* _YOUR TASK_
Retyping the entries exactly is all that is required.

====================

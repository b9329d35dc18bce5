//! Country-specific animal physiology: birth and mature weights plus
//! per-cohort daily weight gain and nitrogen retention.

use super::cohort::Cohort;
use super::columns::animal_features as col;
use super::country_row::CountryRow;
use super::LookupResult;
use crate::db::{DbResult, RowSet};

#[derive(Debug, Clone, PartialEq)]
pub struct AnimalFeatures {
    row: CountryRow,
}

impl AnimalFeatures {
    /// # Errors
    /// - `DbError::InvalidData` when `rows` holds more than one row.
    pub fn from_rows(rows: RowSet, country: &str) -> DbResult<Self> {
        Ok(Self {
            row: CountryRow::from_rows(rows, country)?,
        })
    }

    /// Any numeric column of the row by name.
    pub fn get(&self, field: &str) -> LookupResult<f64> {
        self.row.value(field)
    }

    pub fn birth_weight(&self) -> LookupResult<f64> {
        self.get(col::BIRTH_WEIGHT)
    }

    pub fn mature_weight_bulls(&self) -> LookupResult<f64> {
        self.get(col::MATURE_WEIGHT_BULLS)
    }

    pub fn mature_weight_dairy_cows(&self) -> LookupResult<f64> {
        self.get(col::MATURE_WEIGHT_DAIRY_COWS)
    }

    pub fn mature_weight_suckler_cows(&self) -> LookupResult<f64> {
        self.get(col::MATURE_WEIGHT_SUCKLER_COWS)
    }

    /// Daily live-weight gain, kg per head per day.
    pub fn weight_gain(&self, cohort: Cohort) -> LookupResult<f64> {
        self.get(&cohort.weight_gain_column())
    }

    /// Fraction of ingested nitrogen retained by the animal.
    pub fn n_retention(&self, cohort: Cohort) -> LookupResult<f64> {
        self.get(&cohort.n_retention_column())
    }

    pub fn country(&self) -> &str {
        self.row.country()
    }

    pub fn columns(&self) -> impl Iterator<Item = &str> {
        self.row.columns()
    }

    /// `false` when the store holds no row for the country.
    pub fn is_loaded(&self) -> bool {
        self.row.is_loaded()
    }

    pub fn is_empty(&self) -> bool {
        !self.is_loaded()
    }
}

#[cfg(test)]
mod tests {
    use super::AnimalFeatures;
    use crate::db::{CellValue, DbError, Row, RowSet, Table};
    use crate::model::cohort::Cohort;
    use crate::model::LookupError;

    fn columns() -> Vec<String> {
        [
            "id",
            "ef_country",
            "mature_weight_dairy_cows",
            "DxB_calves_m_weight_gain",
            "DxB_calves_f_weight_gain",
        ]
        .iter()
        .map(|name| name.to_string())
        .collect()
    }

    fn ireland_row() -> Row {
        Row::new([
            ("id", CellValue::Real(1.0)),
            ("ef_country", CellValue::Text("ireland".to_string())),
            ("mature_weight_dairy_cows", CellValue::Real(538.0)),
            ("DxB_calves_m_weight_gain", CellValue::Real(0.9)),
            ("DxB_calves_f_weight_gain", CellValue::Real(0.8)),
        ])
    }

    #[test]
    fn male_cohort_reads_its_own_column() {
        let rows = RowSet::new(Table::AnimalFeatures, columns(), vec![ireland_row()]);
        let features = AnimalFeatures::from_rows(rows, "ireland").expect("wrapper from rows");

        assert_eq!(features.weight_gain(Cohort::DxB_calves_m).expect("weight gain"), 0.9);
        assert_eq!(features.weight_gain(Cohort::DxB_calves_f).expect("weight gain"), 0.8);
        assert_eq!(features.mature_weight_dairy_cows().expect("mature weight dairy cows"), 538.0);
        assert!(features.columns().all(|name| name != "ef_country" && name != "id"));
    }

    #[test]
    fn absent_country_yields_missing_values() {
        let rows = RowSet::new(Table::AnimalFeatures, columns(), Vec::new());
        let features = AnimalFeatures::from_rows(rows, "atlantis").expect("wrapper from rows");

        assert!(!features.is_loaded());
        assert_eq!(
            features.mature_weight_dairy_cows().unwrap_err(),
            LookupError::MissingValue {
                source: "animal_features_database",
                key: "atlantis".to_string(),
                field: "mature_weight_dairy_cows".to_string(),
            }
        );
    }

    #[test]
    fn unknown_column_is_unknown_parameter() {
        let rows = RowSet::new(Table::AnimalFeatures, columns(), vec![ireland_row()]);
        let features = AnimalFeatures::from_rows(rows, "ireland").expect("wrapper from rows");
        assert_eq!(
            features.get("horn_length").unwrap_err(),
            LookupError::UnknownParameter("horn_length".to_string())
        );
    }

    #[test]
    fn several_rows_for_one_country_are_rejected() {
        let rows = RowSet::new(
            Table::AnimalFeatures,
            columns(),
            vec![ireland_row(), ireland_row()],
        );
        assert!(matches!(
            AnimalFeatures::from_rows(rows, "ireland"),
            Err(DbError::InvalidData(_))
        ));
    }
}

====================

* _RESULT OF THE TASK_
repository b9329d35dc18bce5
//! Country-specific animal physiology: birth and mature weights plus
//! per-cohort daily weight gain and nitrogen retention.

use super::cohort::Cohort;
use super::columns::animal_features as col;
use super::country_row::CountryRow;
use super::LookupResult;
use crate::db::{DbResult, RowSet};

#[derive(Debug, Clone, PartialEq)]
pub struct AnimalFeatures {
    row: CountryRow,
}

impl AnimalFeatures {
    /// # Errors
    /// - `DbError::InvalidData` when `rows` holds more than one row.
    pub fn from_rows(rows: RowSet, country: &str) -> DbResult<Self> {
        Ok(Self {
            row: CountryRow::from_rows(rows, country)?,
        })
    }

    /// Any numeric column of the row by name.
    pub fn get(&self, field: &str) -> LookupResult<f64> {
        self.row.value(field)
    }

    pub fn birth_weight(&self) -> LookupResult<f64> {
        self.get(col::BIRTH_WEIGHT)
    }

    pub fn mature_weight_bulls(&self) -> LookupResult<f64> {
        self.get(col::MATURE_WEIGHT_BULLS)
    }

    pub fn mature_weight_dairy_cows(&self) -> LookupResult<f64> {
        self.get(col::MATURE_WEIGHT_DAIRY_COWS)
    }

    pub fn mature_weight_suckler_cows(&self) -> LookupResult<f64> {
        self.get(col::MATURE_WEIGHT_SUCKLER_COWS)
    }

    /// Daily live-weight gain, kg per head per day.
    pub fn weight_gain(&self, cohort: Cohort) -> LookupResult<f64> {
        self.get(&cohort.weight_gain_column())
    }

    /// Fraction of ingested nitrogen retained by the animal.
    pub fn n_retention(&self, cohort: Cohort) -> LookupResult<f64> {
        self.get(&cohort.n_retention_column())
    }

    pub fn country(&self) -> &str {
        self.row.country()
    }

    pub fn columns(&self) -> impl Iterator<Item = &str> {
        self.row.columns()
    }

    /// `false` when the store holds no row for the country.
    pub fn is_loaded(&self) -> bool {
        self.row.is_loaded()
    }

    pub fn is_empty(&self) -> bool {
        !self.is_loaded()
    }
}

#[cfg(test)]
mod tests {
    use super::AnimalFeatures;
    use crate::db::{CellValue, DbError, Row, RowSet, Table};
    use crate::model::cohort::Cohort;
    use crate::model::LookupError;

    fn columns() -> Vec<String> {
        [
            "id",
            "ef_country",
            "mature_weight_dairy_cows",
            "DxB_calves_m_weight_gain",
            "DxB_calves_f_weight_gain",
        ]
        .iter()
        .map(|name| name.to_string())
        .collect()
    }

    fn ireland_row() -> Row {
        Row::new([
            ("id", CellValue::Real(1.0)),
            ("ef_country", CellValue::Text("ireland".to_string())),
            ("mature_weight_dairy_cows", CellValue::Real(538.0)),
            ("DxB_calves_m_weight_gain", CellValue::Real(0.9)),
            ("DxB_calves_f_weight_gain", CellValue::Real(0.8)),
        ])
    }

    #[test]
    fn male_cohort_reads_its_own_column() {
        let rows = RowSet::new(Table::AnimalFeatures, columns(), vec![ireland_row()]);
        let features = AnimalFeatures::from_rows(rows, "ireland").expect("wrapper from rows");

        assert_eq!(features.weight_gain(Cohort::DxB_calves_m).expect("weight gain"), 0.9);
        assert_eq!(features.weight_gain(Cohort::DxB_calves_f).expect("weight gain"), 0.8);
        assert_eq!(features.mature_weight_dairy_cows().expect("mature weight dairy cows"), 538.0);
        assert!(features.columns().all(|name| name != "ef_country" && name != "id"));
    }

    #[test]
    fn absent_country_yields_missing_values() {
        let rows = RowSet::new(Table::AnimalFeatures, columns(), Vec::new());
        let features = AnimalFeatures::from_rows(rows, "atlantis").expect("wrapper from rows");

        assert!(!features.is_loaded());
        assert_eq!(
            features.mature_weight_dairy_cows().unwrap_err(),
            LookupError::MissingValue {
                source: "animal_features_database",
                key: "atlantis".to_string(),
                field: "mature_weight_dairy_cows".to_string(),
            }
        );
    }

    #[test]
    fn unknown_column_is_unknown_parameter() {
        let rows = RowSet::new(Table::AnimalFeatures, columns(), vec![ireland_row()]);
        let features = AnimalFeatures::from_rows(rows, "ireland").expect("wrapper from rows");
        assert_eq!(
            features.get("horn_length").unwrap_err(),
            LookupError::UnknownParameter("horn_length".to_string())
        );
    }

    #[test]
    fn several_rows_for_one_country_are_rejected() {
        let rows = RowSet::new(
            Table::AnimalFeatures,
            columns(),
            vec![ireland_row(), ireland_row()],
        );
        assert!(matches!(
            AnimalFeatures::from_rows(rows, "ireland"),
            Err(DbError::InvalidData(_))
        ));
    }
}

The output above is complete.